ON LUIS GARCÍA MONTERO


              I am tempted to speak of Luis García Montero in superlatives: He is, arguably, Spain’s most prominent and influential poet of the last thirty years and will likely go down in history as such. Yet García Montero himself is uncomfortable with his description as a man who stands alone. When I interviewed him about his work in April of this year, he responded to almost every question about himself with an allusion to the work of his predecessors, from the Generation of ’27 poet Federico García Lorca to the avante-garde novísimos whose movement preceded his own; the role of the poet, in his eyes, is fundamentally that of a community member. In a broader sense, this commitment to solidarity and unanimity extends to García Montero’s dedication to his native city of Granada. Urban space, as a result, plays a significant role in his work as a setting of constant and spontaneous interaction.

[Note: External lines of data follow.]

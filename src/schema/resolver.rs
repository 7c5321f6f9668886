//! Type resolution
//!
//! Resolving a type reference yields a self-contained [`TypeDefinition`]
//! whose content model already includes whatever it inherits from its base
//! types. Only the derivation axis is followed here, so an element whose
//! content contains itself never looks like a cycle.

use std::collections::HashSet;

use indexmap::IndexSet;

use super::builtins::{builtin_type, is_any_type};
use super::model::{
    ComplexType, ContentModel, DerivationMethod, ModelGroup, Particle, TypeDefinition, TypeRef,
};
use super::SchemaDocument;
use crate::error::{Error, Result};
use crate::limits::Limits;
use crate::namespaces::QName;

/// Resolves type references against a schema and the built-in types
#[derive(Debug, Clone)]
pub struct TypeResolver<'a> {
    schema: &'a SchemaDocument,
    limits: Limits,
}

impl<'a> TypeResolver<'a> {
    /// Create a resolver bounded by the schema's derivation depth limit
    pub fn new(schema: &'a SchemaDocument) -> Self {
        Self {
            schema,
            limits: schema.limits().clone(),
        }
    }

    /// Override the maximum derivation chain length
    pub fn with_max_depth(mut self, max_depth: usize) -> Self {
        self.limits.max_derivation_depth = max_depth;
        self
    }

    /// The schema this resolver reads from
    pub fn schema(&self) -> &'a SchemaDocument {
        self.schema
    }

    /// Resolve a type reference to its effective definition
    ///
    /// Fails with [`Error::UnresolvedReference`] naming the first missing type
    /// along the chain, [`Error::CyclicDerivation`] when the base chain loops,
    /// or [`Error::LimitExceeded`] when it is too long.
    pub fn resolve(&self, type_ref: &TypeRef) -> Result<TypeDefinition> {
        let mut chain = IndexSet::new();
        match type_ref {
            TypeRef::Named(name) => self.resolve_named(name, &mut chain),
            TypeRef::Inline(definition) => self.resolve_definition(definition, &mut chain),
        }
    }

    /// Resolve a type by name
    pub fn resolve_name(&self, name: &QName) -> Result<TypeDefinition> {
        self.resolve_named(name, &mut IndexSet::new())
    }

    /// Resolve every named type, failing on the first fatal error
    ///
    /// Missing types are left for the caller to report per element.
    pub fn check_derivations(&self) -> Result<()> {
        for name in self.schema.types.keys() {
            match self.resolve_name(name) {
                Ok(_) => {}
                Err(e) if e.is_recoverable() => {}
                Err(e) => return Err(e),
            }
        }
        Ok(())
    }

    fn resolve_named(&self, name: &QName, chain: &mut IndexSet<QName>) -> Result<TypeDefinition> {
        if let Some(builtin) = builtin_type(name) {
            return Ok(builtin);
        }

        let definition = self
            .schema
            .lookup_type(name)
            .ok_or_else(|| Error::UnresolvedReference(name.clone()))?;
        let key = definition.name().cloned().unwrap_or_else(|| name.clone());

        if chain.contains(&key) {
            let mut cycle: Vec<QName> = chain.iter().skip_while(|n| **n != key).cloned().collect();
            cycle.push(key);
            return Err(Error::CyclicDerivation { chain: cycle });
        }
        self.limits.check_derivation_depth(chain.len() + 1)?;

        tracing::trace!(type_name = %key, depth = chain.len(), "resolving type");
        chain.insert(key);
        let result = self.resolve_definition(definition, chain);
        chain.pop();
        result
    }

    fn resolve_definition(
        &self,
        definition: &TypeDefinition,
        chain: &mut IndexSet<QName>,
    ) -> Result<TypeDefinition> {
        match definition {
            TypeDefinition::Simple(simple_type) => {
                // Followed only to detect missing and cyclic bases
                if let Some(base) = &simple_type.base {
                    self.resolve_named(base, chain)?;
                }
                Ok(TypeDefinition::Simple(simple_type.clone()))
            }
            TypeDefinition::Complex(complex_type) => self
                .resolve_complex(complex_type, chain)
                .map(TypeDefinition::Complex),
        }
    }

    fn resolve_complex(
        &self,
        complex_type: &ComplexType,
        chain: &mut IndexSet<QName>,
    ) -> Result<ComplexType> {
        let mut resolved = complex_type.clone();

        let derivation = match &complex_type.derivation {
            Some(derivation) if !is_any_type(&derivation.base) => derivation,
            _ => {
                self.normalize(&mut resolved);
                return Ok(resolved);
            }
        };

        let base = self.resolve_named(&derivation.base, chain)?;
        resolved.content = if derivation.simple_content {
            ContentModel::Simple
        } else {
            match &base {
                TypeDefinition::Simple(_) => ContentModel::Simple,
                TypeDefinition::Complex(base_type) => {
                    merge_content(&base_type.content, complex_type, derivation.method)
                }
            }
        };

        self.normalize(&mut resolved);
        Ok(resolved)
    }

    /// Element-only content whose groups hold no particles is empty content
    fn normalize(&self, complex_type: &mut ComplexType) {
        if let ContentModel::ElementOnly(group) = &complex_type.content {
            if !self.has_particles(group) {
                complex_type.content = ContentModel::Empty;
            }
        }
    }

    /// Whether any particle is reachable through nested and named groups
    fn has_particles(&self, group: &ModelGroup) -> bool {
        let mut visited = HashSet::new();
        let mut pending = vec![group];

        while let Some(group) = pending.pop() {
            for particle in &group.particles {
                match particle {
                    Particle::Element(_) | Particle::ElementRef(_) | Particle::Any => return true,
                    Particle::Group(inner) => pending.push(inner),
                    Particle::GroupRef(name) => match self.schema.lookup_group(name) {
                        Some(definition) => {
                            if visited.insert(&definition.name) {
                                pending.push(&definition.group);
                            }
                        }
                        // An unknown group may well contain elements
                        None => return true,
                    },
                }
            }
        }
        false
    }
}

/// Content of `derived` given the resolved content of its base
fn merge_content(
    base: &ContentModel,
    derived: &ComplexType,
    method: DerivationMethod,
) -> ContentModel {
    let local = derived.particles().cloned().unwrap_or_default();

    match (method, base) {
        (_, ContentModel::Simple) => ContentModel::Simple,

        (DerivationMethod::Extension, ContentModel::Mixed(base_group)) => {
            ContentModel::Mixed(base_group.extended_by(&local))
        }
        (DerivationMethod::Extension, ContentModel::ElementOnly(base_group)) => {
            let group = base_group.extended_by(&local);
            if derived.is_mixed() {
                ContentModel::Mixed(group)
            } else {
                ContentModel::ElementOnly(group)
            }
        }
        (DerivationMethod::Extension, ContentModel::Empty) => derived.content.clone(),

        (DerivationMethod::Restriction, ContentModel::Mixed(_)) if derived.mixed != Some(false) => {
            ContentModel::Mixed(local)
        }
        (DerivationMethod::Restriction, ContentModel::Mixed(_))
        | (DerivationMethod::Restriction, ContentModel::ElementOnly(_)) => {
            if local.is_empty() {
                ContentModel::Empty
            } else {
                ContentModel::ElementOnly(local)
            }
        }
        (DerivationMethod::Restriction, ContentModel::Empty) => ContentModel::Empty,
    }
}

              The poetry movement García Montero and his contemporaries founded in the early ’80s as students at the University of Granada is called poesía de la experiencia, or Poetry of Experience. While previous Spanish movements envisioned poetry as a tool for effecting political change or as a purely aesthetic, intellectual form, Poetry of Experience is primarily concerned with locating emotional profundity within the experience of the common man in daily life. García Montero writes for his audience, employing a deliberately accessible language, and — perhaps most interestingly — he writes as his audience. He is emphatic about the necessity of erasing the most personal aspects of his poetry in order to create a generalized character upon which the reader can project his own experience. As a result, his poetry is distinctly fictionalized and stands out for its reliance on narrative structures.
              The fundamental goal of this fictionalization is to shrink the distance between the poet and his environment. We see this in his metaphoric strategy as well, as García Montero uses personification to give character to everything from chairs to body parts to the city that surrounds him, while simultaneously minimizing his own role as a protagonist; in doing this, he actively rebels against the heroic protagonist archetype. This equalization is populist in nature, reflecting the political convictions of García Montero, who last year helped found the liberal political party Izquierda Abierta (Open Left). His poetry challenges the hierarchies between beautiful and ugly imagery and the typical false dichotomy between the specially enlightened poet and the rest of the world.
              I was drawn to Diario cómplice (1987) because it is García Montero’s work that most thoroughly exhibits his anti-isolation impulse both thematically and aesthetically. I translate the title as Diary of an Accomplice, and indeed these poems are the confessions of a man who sees himself as inextricably linked to all the world’s actions, but it also means Complicit Diary — the writing itself is an accomplice. As to what exactly his crime is, he leaves that ambiguous, but the poet’s admission of his god-like power in I, XXV, seems to hint at his guilt in the fact that no matter how hard he tries, he can never completely evade his own preeminence.
              This unresolved conflict between his desire to dissolve barriers and the stubborn fact of his uniqueness is at the heart of García Montero’s poetry. His protagonist wavers between declarations of oneness with his city and abject loneliness, and ultimately he is unable to definitively embrace the truth or falseness of either. Romantic poetry is given an unusual twist through this perspective. Not only does the intimacy of the second-person address allow García Montero to put the relationship of self to other under the microscope, but he also affirms his devotion to populism by equalizing relationships of individual to individual (the protagonist to his lover) to those of individual to group (the protagonist to nature, city and urban populace). Rather than employ nature as an ode to the lover’s beauty, he treats the world as a muse in its own right, giving loving attention to such overlooked objects as construction cranes and the red tremble of brake lights. Whether in the political arena or in the realm of poetic imagery, García Montero’s foremost motivation is to challenge divisions between the privileged and the ignored.